The church was formerly chapel of ease to Sonning.
Private house
Borough Marsh is an island surrounded by the rivers Thames and Loddon and their tributaries, between Shiplake and Wargrave. These gateposts with beakhead voussoirs built into them were crucial to the rediscovery of carved stones from the cloister of Reading Abbey. Just before the outbreak of World War II, Dr Wilfred Bowman bought Barn Acre Cottage in Borough Marsh near Wargrave. He intended to use it as a summer cottage, but he and his family took more-or-less permanent residence there after the air raids on London began. While gardening Dr Bowman unearthed the two beakhead voussoirs recorded here, and had them incorporated into the gateposts of a new set of gates for the cottage.
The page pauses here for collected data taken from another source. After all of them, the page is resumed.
use anyhow::anyhow;
use directories::ProjectDirs;
use serde::{Deserialize, Serialize};
use std::{
    collections::BTreeMap,
    fmt::Debug,
    fs,
    path::{Path, PathBuf},
};
use thiserror::Error;

/// Environment variable that overrides the config file location.
pub const CONFIG_PATH_ENV: &str = "WEATHER_ALERTS_CONFIG";

const DEFAULT_FORECAST_DAYS: u8 = 3;
const DEFAULT_SCHEDULE_TIME: &str = "07:30";
const DEFAULT_TIMEZONE: &str = "UTC";
const DEFAULT_MAX_CONCURRENCY: usize = 4;

/// Weather provider credentials and query defaults.
#[derive(Debug, Clone, PartialEq, Serialize, Deserialize)]
#[serde(default)]
pub struct ProviderSettings {
    pub api_key: Option<String>,
    pub forecast_days: u8,
}

impl Default for ProviderSettings {
    fn default() -> Self {
        Self { api_key: None, forecast_days: DEFAULT_FORECAST_DAYS }
    }
}

/// Bot credentials and the recipient access lists.
#[derive(Debug, Clone, Default, PartialEq, Serialize, Deserialize)]
#[serde(default)]
pub struct TelegramSettings {
    pub bot_token: Option<String>,
    /// Recipient that is always whitelisted.
    pub admin_chat_id: Option<String>,
    pub whitelisted_users: Vec<String>,
    pub admins: Vec<String>,
}

/// Daily alert schedule.
#[derive(Debug, Clone, PartialEq, Serialize, Deserialize)]
#[serde(default)]
pub struct ScheduleSettings {
    /// Local wall-clock time, `HH:MM`.
    pub time: String,
    /// IANA timezone name, e.g. `Europe/London`.
    pub timezone: String,
    /// Upper bound on concurrent deliveries during a dispatch run.
    pub max_concurrency: usize,
}

impl Default for ScheduleSettings {
    fn default() -> Self {
        Self {
            time: DEFAULT_SCHEDULE_TIME.to_string(),
            timezone: DEFAULT_TIMEZONE.to_string(),
            max_concurrency: DEFAULT_MAX_CONCURRENCY,
        }
    }
}

/// Top-level configuration stored on disk.
///
/// Example TOML:
/// ```toml
/// [telegram]
/// whitelisted_users = ["123"]
///
/// [locations]
/// "123" = ["Paris", "London"]
/// ```
#[derive(Debug, Clone, Default, PartialEq, Serialize, Deserialize)]
#[serde(default)]
pub struct Config {
    pub provider: ProviderSettings,
    pub telegram: TelegramSettings,
    pub schedule: ScheduleSettings,
    /// Recipient id → locations in insertion order.
    pub locations: BTreeMap<String, Vec<String>>,
}

impl Config {
    /// Adds the admin chat to the whitelist if it is missing. Returns whether
    /// the whitelist changed.
    pub fn ensure_admin_whitelisted(&mut self) -> bool {
        let Some(admin) = self.telegram.admin_chat_id.as_deref().map(str::trim) else {
            return false;
        };

        if admin.is_empty() || self.telegram.whitelisted_users.iter().any(|u| u == admin) {
            return false;
        }

        self.telegram.whitelisted_users.push(admin.to_string());
        true
    }

    pub fn provider_api_key(&self) -> Option<&str> {
        self.provider.api_key.as_deref().filter(|k| !k.is_empty())
    }

    pub fn bot_token(&self) -> Option<&str> {
        self.telegram.bot_token.as_deref().filter(|t| !t.is_empty())
    }

    /// Read a config file, or return an empty default if it doesn't exist yet.
    pub fn load_from(path: &Path) -> Result<Self, StoreError> {
        if !path.exists() {
            return Ok(Self::default());
        }

        let contents = fs::read_to_string(path).map_err(|source| StoreError::Io {
            path: path.to_path_buf(),
            source,
        })?;

        let mut cfg: Config = toml::from_str(&contents).map_err(|source| StoreError::Parse {
            path: path.to_path_buf(),
            source,
        })?;

        // Entries are trimmed the same way the lists are written back.
        for list in [&mut cfg.telegram.whitelisted_users, &mut cfg.telegram.admins] {
            list.iter_mut().for_each(|id| *id = id.trim().to_string());
            list.retain(|id| !id.is_empty());
        }
        cfg.locations.retain(|_, locations| {
            locations.iter_mut().for_each(|l| *l = l.trim().to_string());
            locations.retain(|l| !l.is_empty());
            !locations.is_empty()
        });
        cfg.ensure_admin_whitelisted();

        Ok(cfg)
    }

    /// Write the whole snapshot next to `path` and rename it into place, so
    /// readers only ever observe a complete file.
    pub fn save_to(&self, path: &Path) -> Result<(), StoreError> {
        if let Some(parent) = path.parent().filter(|p| !p.as_os_str().is_empty()) {
            fs::create_dir_all(parent).map_err(|source| StoreError::Io {
                path: parent.to_path_buf(),
                source,
            })?;
        }

        let toml = toml::to_string_pretty(self)?;

        let tmp = path.with_extension("toml.tmp");
        fs::write(&tmp, toml).map_err(|source| StoreError::Io { path: tmp.clone(), source })?;
        fs::rename(&tmp, path).map_err(|source| StoreError::Io {
            path: path.to_path_buf(),
            source,
        })?;

        Ok(())
    }

    /// Path to the config file: `$WEATHER_ALERTS_CONFIG` or the platform config dir.
    pub fn config_file_path() -> anyhow::Result<PathBuf> {
        if let Ok(path) = std::env::var(CONFIG_PATH_ENV) {
            return Ok(PathBuf::from(path));
        }

        let dirs = ProjectDirs::from("dev", "weather-alerts", "weather-alerts")
            .ok_or_else(|| anyhow!("Could not determine platform config directory"))?;

        Ok(dirs.config_dir().join("config.toml"))
    }
}

#[derive(Debug, Error)]
pub enum StoreError {
    #[error("failed to access {}: {source}", .path.display())]
    Io {
        path: PathBuf,
        #[source]
        source: std::io::Error,
    },

    #[error("failed to parse {}: {source}", .path.display())]
    Parse {
        path: PathBuf,
        #[source]
        source: toml::de::Error,
    },

    #[error("failed to serialize configuration: {0}")]
    Serialize(#[from] toml::ser::Error),
}

/// Durable storage of the configuration snapshot.
pub trait ConfigStore: Send + Sync + Debug {
    fn load(&self) -> Result<Config, StoreError>;

    /// Persist a full snapshot. Either the whole snapshot is stored or nothing is.
    fn save(&self, snapshot: &Config) -> Result<(), StoreError>;
}

/// TOML file backed [`ConfigStore`].
#[derive(Debug, Clone)]
pub struct FileConfigStore {
    path: PathBuf,
}

impl FileConfigStore {
    pub fn new(path: impl Into<PathBuf>) -> Self {
        Self { path: path.into() }
    }

    /// Store at `$WEATHER_ALERTS_CONFIG` or the platform config directory.
    pub fn at_default_location() -> anyhow::Result<Self> {
        Ok(Self::new(Config::config_file_path()?))
    }

    pub fn path(&self) -> &Path {
        &self.path
    }
}

impl ConfigStore for FileConfigStore {
    fn load(&self) -> Result<Config, StoreError> {
        Config::load_from(&self.path)
    }

    fn save(&self, snapshot: &Config) -> Result<(), StoreError> {
        Config::save_to(snapshot, &self.path)
    }
}

#[cfg(test)]
mod tests {
    use super::*;

    #[test]
    fn missing_file_loads_default() {
        let dir = tempfile::tempdir().unwrap();
        let store = FileConfigStore::new(dir.path().join("absent.toml"));

        let cfg = store.load().expect("missing file is not an error");
        assert_eq!(cfg, Config::default());
        assert_eq!(cfg.schedule.time, "07:30");
        assert_eq!(cfg.provider.forecast_days, 3);
    }

    #[test]
    fn save_then_load_preserves_snapshot() {
        let dir = tempfile::tempdir().unwrap();
        let store = FileConfigStore::new(dir.path().join("nested").join("config.toml"));

        let mut cfg = Config::default();
        cfg.provider.api_key = Some("KEY".into());
        cfg.telegram.whitelisted_users = vec!["1".into(), "2".into()];
        cfg.locations.insert("1".into(), vec!["Paris".into(), "London".into()]);

        store.save(&cfg).expect("save succeeds");
        let loaded = store.load().expect("load succeeds");

        assert_eq!(loaded, cfg);
        assert!(!store.path().with_extension("toml.tmp").exists());
    }

    #[test]
    fn admin_is_whitelisted_on_load() {
        let dir = tempfile::tempdir().unwrap();
        let path = dir.path().join("config.toml");
        fs::write(
            &path,
            r#"
[telegram]
admin_chat_id = "42"
whitelisted_users = [" 7 ", ""]

[locations]
"7" = ["Paris", " "]
"8" = []
"#,
        )
        .unwrap();

        let cfg = Config::load_from(&path).expect("config parses");

        assert_eq!(cfg.telegram.whitelisted_users, vec!["7".to_string(), "42".to_string()]);
        assert_eq!(cfg.locations.get("7"), Some(&vec!["Paris".to_string()]));
        assert!(!cfg.locations.contains_key("8"));
    }

    #[test]
    fn ensure_admin_whitelisted_is_idempotent() {
        let mut cfg = Config::default();
        cfg.telegram.admin_chat_id = Some("42".into());

        assert!(cfg.ensure_admin_whitelisted());
        assert!(!cfg.ensure_admin_whitelisted());
        assert_eq!(cfg.telegram.whitelisted_users, vec!["42".to_string()]);
    }

    #[test]
    fn malformed_file_reports_parse_error() {
        let dir = tempfile::tempdir().unwrap();
        let path = dir.path().join("config.toml");
        fs::write(&path, "[schedule\ntime = ").unwrap();

        let err = Config::load_from(&path).unwrap_err();
        assert!(matches!(err, StoreError::Parse { .. }));
    }
}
In 1948 the stones were noticed by René Ledésert, a specialist in French literature based in London, who brought them to the attention of his friend George Zarnecki at the Courtauld Institute of Art, who recognised them as stones from Reading Abbey, and began a correspondence with Dr Bowman that resulted, later the same year, in the Courtauld Institute excavation of Dr Bowman's garden, and the discovery of some sixty carved stones that are now in Reading Museum. For an account of how the stones may have come to Borough Marsh, and more details of the excavation, see Baxter and Harrison (2002) and Zarnecki (1949 and 1950). An account of the excavation has been compiled by Tessa Smith, Dr Bowman's daughter, which includes photographs and copies of correspondence.
School
The Bluecoat School was founded in 1646 by Richard Aldworth, a merchant, as a charitable foundation (Aldworth's Hospital) to support 20 poor boys and their schoolmaster. Its original home was near St Mary's in Reading, but in January 1947 it moved to Holme Park, its present home, well known as the site of the medieval palace of the Bishops of Salisbury, and the place where Charles Keyser discovered the 15 capitals and two voussoirs that form the core of the collection of Reading Abbey cloister stone now in Reading Museum (qv).